Village in Suffolk, England

Leavenheath is a village and civil parish in Suffolk, England, close to the Essex border. Located on the A134 between Sudbury and Colchester, it is part of Babergh district. The parish also contains the hamlets of Cock Street and Honey Tye, and in 2001 had a population of 1,373, falling slightly to 1,370 at the 2011 Census.

The village was named after the Leaven Heath, an area of open land between Boxford, Bures, Nayland and Polstead. It does not have a village centre, but is separated into two parts around half a mile apart by Leaden Hall. The northern section is to the east of the A134, the southern section to the west. Such is the dispersed nature of the village, that it did not even have a church until St Matthew's was built, originally as a chapel of ease, in 1836, and was not designated as a parish until 1952; prior to that it was part of Stoke by Nayland Parish.

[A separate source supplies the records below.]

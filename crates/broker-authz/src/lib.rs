//! Evaluates whether a principal's permission grants allow a request,
//! including scope inheritance, constraints, and the soft-delete cascade.

use broker_types::{GrantConstraints, Permission, PermissionGrant, ResourceType};
use chrono::{DateTime, Timelike, Utc};
use uuid::Uuid;

#[derive(Debug, Clone, Copy, PartialEq, Eq)]
pub enum Decision {
    Allow,
    Deny,
}

/// The resource a request addresses, decomposed the way a URL path is.
pub struct AuthzRequest {
    pub principal_id: Uuid,
    pub permission: Permission,
    pub resource_type: ResourceType,
    pub resource_id: Option<Uuid>,
    pub tenant_resource_id: Uuid,
    pub namespace_resource_id: Option<Uuid>,
    pub event_type: Option<String>,
    /// The timestamp of the event being read, for requests that read a
    /// specific event (history/export/replay). `None` for requests with no
    /// single event to check a `maxAgeDays` constraint against.
    pub event_timestamp: Option<DateTime<Utc>>,
    pub now: DateTime<Utc>,
}

/// Whether the tenant or namespace being addressed has been soft-deleted.
/// A deleted scope denies every check against it or anything inside it,
/// independent of any grant.
pub struct ScopeStatus {
    pub tenant_deleted: bool,
    pub namespace_deleted: bool,
}

pub struct AuthorizationEngine;

impl AuthorizationEngine {
    pub fn new() -> Self {
        Self
    }

    pub fn decide(&self, grants: &[PermissionGrant], request: &AuthzRequest, scope: &ScopeStatus) -> Decision {
        if scope.tenant_deleted || scope.namespace_deleted {
            return Decision::Deny;
        }

        let allowed = grants
            .iter()
            .filter(|grant| grant.principal_id == request.principal_id)
            .filter(|grant| grant.tenant_resource_id == request.tenant_resource_id)
            .filter(|grant| !grant.is_expired(request.now))
            .any(|grant| Self::grant_covers(grant, request) && Self::constraints_allow(grant, request));

        if allowed { Decision::Allow } else { Decision::Deny }
    }

    /// True if `grant` covers the addressed resource, either directly or
    /// through scope inheritance (ADMIN/SCHEMA_MANAGE at TENANT or
    /// NAMESPACE scope reaching down to everything inside it).
    fn grant_covers(grant: &PermissionGrant, request: &AuthzRequest) -> bool {
        let direct = grant.resource_type == request.resource_type
            && (grant.resource_id.is_none() || grant.resource_id == request.resource_id)
            && grant.satisfies(request.permission);
        if direct {
            return true;
        }

        let inherits_permission = grant.permissions.contains(&Permission::Admin)
            || (request.permission == Permission::SchemaManage && grant.permissions.contains(&Permission::SchemaManage));
        if !inherits_permission {
            return false;
        }

        let inheritable_below_tenant =
            matches!(request.resource_type, ResourceType::Namespace | ResourceType::Topic | ResourceType::Event | ResourceType::Consumer);
        let inheritable_below_namespace = matches!(request.resource_type, ResourceType::Topic | ResourceType::Event | ResourceType::Consumer);

        let from_tenant = grant.resource_type == ResourceType::Tenant && inheritable_below_tenant;
        let from_namespace = grant.resource_type == ResourceType::Namespace
            && inheritable_below_namespace
            && grant.namespace_resource_id.is_some()
            && grant.namespace_resource_id == request.namespace_resource_id;

        from_tenant || from_namespace
    }

    fn constraints_allow(grant: &PermissionGrant, request: &AuthzRequest) -> bool {
        let Some(constraints) = &grant.constraints else { return true };
        Self::event_type_allows(constraints, request)
            && Self::time_window_allows(constraints, request.now)
            && Self::max_age_allows(constraints, request)
    }

    /// `maxAgeDays` bounds how far back a read is allowed to reach; it only
    /// applies to requests that address a specific event's timestamp, not
    /// to creates, lists, or other requests with nothing to measure the age
    /// of.
    fn max_age_allows(constraints: &GrantConstraints, request: &AuthzRequest) -> bool {
        let (Some(max_age_days), Some(event_timestamp)) = (constraints.max_age_days, request.event_timestamp) else {
            return true;
        };
        let horizon = request.now - chrono::Duration::days(max_age_days.into());
        event_timestamp >= horizon
    }

    fn event_type_allows(constraints: &GrantConstraints, request: &AuthzRequest) -> bool {
        match (&constraints.event_types, &request.event_type) {
            (Some(allowed), Some(event_type)) => allowed.contains(event_type),
            (Some(_), None) => false,
            (None, _) => true,
        }
    }

    fn time_window_allows(constraints: &GrantConstraints, now: DateTime<Utc>) -> bool {
        let Some(window) = &constraints.time_window else { return true };
        let hour = now.hour() as u8;
        if window.start_hour_utc <= window.end_hour_utc {
            hour >= window.start_hour_utc && hour < window.end_hour_utc
        } else {
            // window wraps past midnight, e.g. 22..6
            hour >= window.start_hour_utc || hour < window.end_hour_utc
        }
    }
}

impl Default for AuthorizationEngine {
    fn default() -> Self {
        Self::new()
    }
}

#[cfg(test)]
mod tests {
    use super::*;
    use broker_types::PrincipalType;
    use std::collections::BTreeSet;

    fn base_grant(resource_type: ResourceType, resource_id: Option<Uuid>, tenant_resource_id: Uuid, permissions: BTreeSet<Permission>) -> PermissionGrant {
        PermissionGrant {
            principal_id: Uuid::nil(),
            principal_type: PrincipalType::User,
            resource_type,
            resource_id,
            tenant_resource_id,
            namespace_resource_id: None,
            topic_resource_id: None,
            permissions,
            constraints: None,
            expires_at: None,
        }
    }

    fn request(permission: Permission, resource_type: ResourceType, resource_id: Option<Uuid>, tenant_resource_id: Uuid) -> AuthzRequest {
        AuthzRequest {
            principal_id: Uuid::nil(),
            permission,
            resource_type,
            resource_id,
            tenant_resource_id,
            namespace_resource_id: None,
            event_type: None,
            event_timestamp: None,
            now: Utc::now(),
        }
    }

    fn open_scope() -> ScopeStatus {
        ScopeStatus { tenant_deleted: false, namespace_deleted: false }
    }

    #[test]
    fn direct_grant_allows_matching_permission() {
        let tenant = Uuid::new_v4();
        let grant = base_grant(ResourceType::Topic, None, tenant, [Permission::Read].into_iter().collect());
        let request = request(Permission::Read, ResourceType::Topic, None, tenant);
        let engine = AuthorizationEngine::new();
        assert_eq!(engine.decide(&[grant], &request, &open_scope()), Decision::Allow);
    }

    #[test]
    fn missing_permission_denies() {
        let tenant = Uuid::new_v4();
        let grant = base_grant(ResourceType::Topic, None, tenant, [Permission::Read].into_iter().collect());
        let request = request(Permission::Delete, ResourceType::Topic, None, tenant);
        let engine = AuthorizationEngine::new();
        assert_eq!(engine.decide(&[grant], &request, &open_scope()), Decision::Deny);
    }

    #[test]
    fn tenant_admin_inherits_down_to_topic() {
        let tenant = Uuid::new_v4();
        let grant = base_grant(ResourceType::Tenant, None, tenant, [Permission::Admin].into_iter().collect());
        let request = request(Permission::Delete, ResourceType::Topic, Some(Uuid::new_v4()), tenant);
        let engine = AuthorizationEngine::new();
        assert_eq!(engine.decide(&[grant], &request, &open_scope()), Decision::Allow);
    }

    #[test]
    fn tenant_admin_does_not_inherit_to_tenant_itself_twice_removed() {
        // an ADMIN grant on a different tenant must not leak across tenants
        let tenant = Uuid::new_v4();
        let other_tenant = Uuid::new_v4();
        let grant = base_grant(ResourceType::Tenant, None, other_tenant, [Permission::Admin].into_iter().collect());
        let request = request(Permission::Delete, ResourceType::Topic, Some(Uuid::new_v4()), tenant);
        let engine = AuthorizationEngine::new();
        assert_eq!(engine.decide(&[grant], &request, &open_scope()), Decision::Deny);
    }

    #[test]
    fn soft_deleted_tenant_denies_regardless_of_grants() {
        let tenant = Uuid::new_v4();
        let grant = base_grant(ResourceType::Tenant, None, tenant, [Permission::Admin].into_iter().collect());
        let request = request(Permission::Read, ResourceType::Topic, None, tenant);
        let engine = AuthorizationEngine::new();
        let scope = ScopeStatus { tenant_deleted: true, namespace_deleted: false };
        assert_eq!(engine.decide(&[grant], &request, &scope), Decision::Deny);
    }

    #[test]
    fn expired_grant_is_ignored() {
        let tenant = Uuid::new_v4();
        let mut grant = base_grant(ResourceType::Topic, None, tenant, [Permission::Read].into_iter().collect());
        grant.expires_at = Some(Utc::now() - chrono::Duration::seconds(1));
        let request = request(Permission::Read, ResourceType::Topic, None, tenant);
        let engine = AuthorizationEngine::new();
        assert_eq!(engine.decide(&[grant], &request, &open_scope()), Decision::Deny);
    }

    #[test]
    fn event_type_constraint_restricts_grant() {
        let tenant = Uuid::new_v4();
        let mut grant = base_grant(ResourceType::Event, None, tenant, [Permission::Create].into_iter().collect());
        grant.constraints = Some(GrantConstraints { event_types: Some(["invoice.created".to_string()].into_iter().collect()), max_age_days: None, time_window: None });
        let engine = AuthorizationEngine::new();

        let mut allowed_request = request(Permission::Create, ResourceType::Event, None, tenant);
        allowed_request.event_type = Some("invoice.created".to_string());
        assert_eq!(engine.decide(std::slice::from_ref(&grant), &allowed_request, &open_scope()), Decision::Allow);

        let mut denied_request = request(Permission::Create, ResourceType::Event, None, tenant);
        denied_request.event_type = Some("invoice.voided".to_string());
        assert_eq!(engine.decide(&[grant], &denied_request, &open_scope()), Decision::Deny);
    }

    #[test]
    fn max_age_constraint_restricts_grant_to_recent_events() {
        let tenant = Uuid::new_v4();
        let mut grant = base_grant(ResourceType::Event, None, tenant, [Permission::Read].into_iter().collect());
        grant.constraints = Some(GrantConstraints { event_types: None, max_age_days: Some(30), time_window: None });
        let engine = AuthorizationEngine::new();

        let mut recent_request = request(Permission::Read, ResourceType::Event, None, tenant);
        recent_request.event_timestamp = Some(Utc::now() - chrono::Duration::days(1));
        assert_eq!(engine.decide(std::slice::from_ref(&grant), &recent_request, &open_scope()), Decision::Allow);

        let mut stale_request = request(Permission::Read, ResourceType::Event, None, tenant);
        stale_request.event_timestamp = Some(Utc::now() - chrono::Duration::days(31));
        assert_eq!(engine.decide(std::slice::from_ref(&grant), &stale_request, &open_scope()), Decision::Deny);

        // a request with no single event to measure (e.g. a list/create) is unaffected
        let untimed_request = request(Permission::Read, ResourceType::Event, None, tenant);
        assert_eq!(engine.decide(&[grant], &untimed_request, &open_scope()), Decision::Allow);
    }
}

The south-eastern part of the parish is covered by the Dedham Vale AONB, whilst the south-west contains a section of the Arger Fen SSSI. In the east of the parish are The Carrs, a set of four ponds that feed the River Stour. Breach Grove and Leadenhall Woods are both designated nature reserves.

==Governance==
An electoral ward in the same name exists. This ward includes Assington and has a total population of 1772 at the 2011 Census.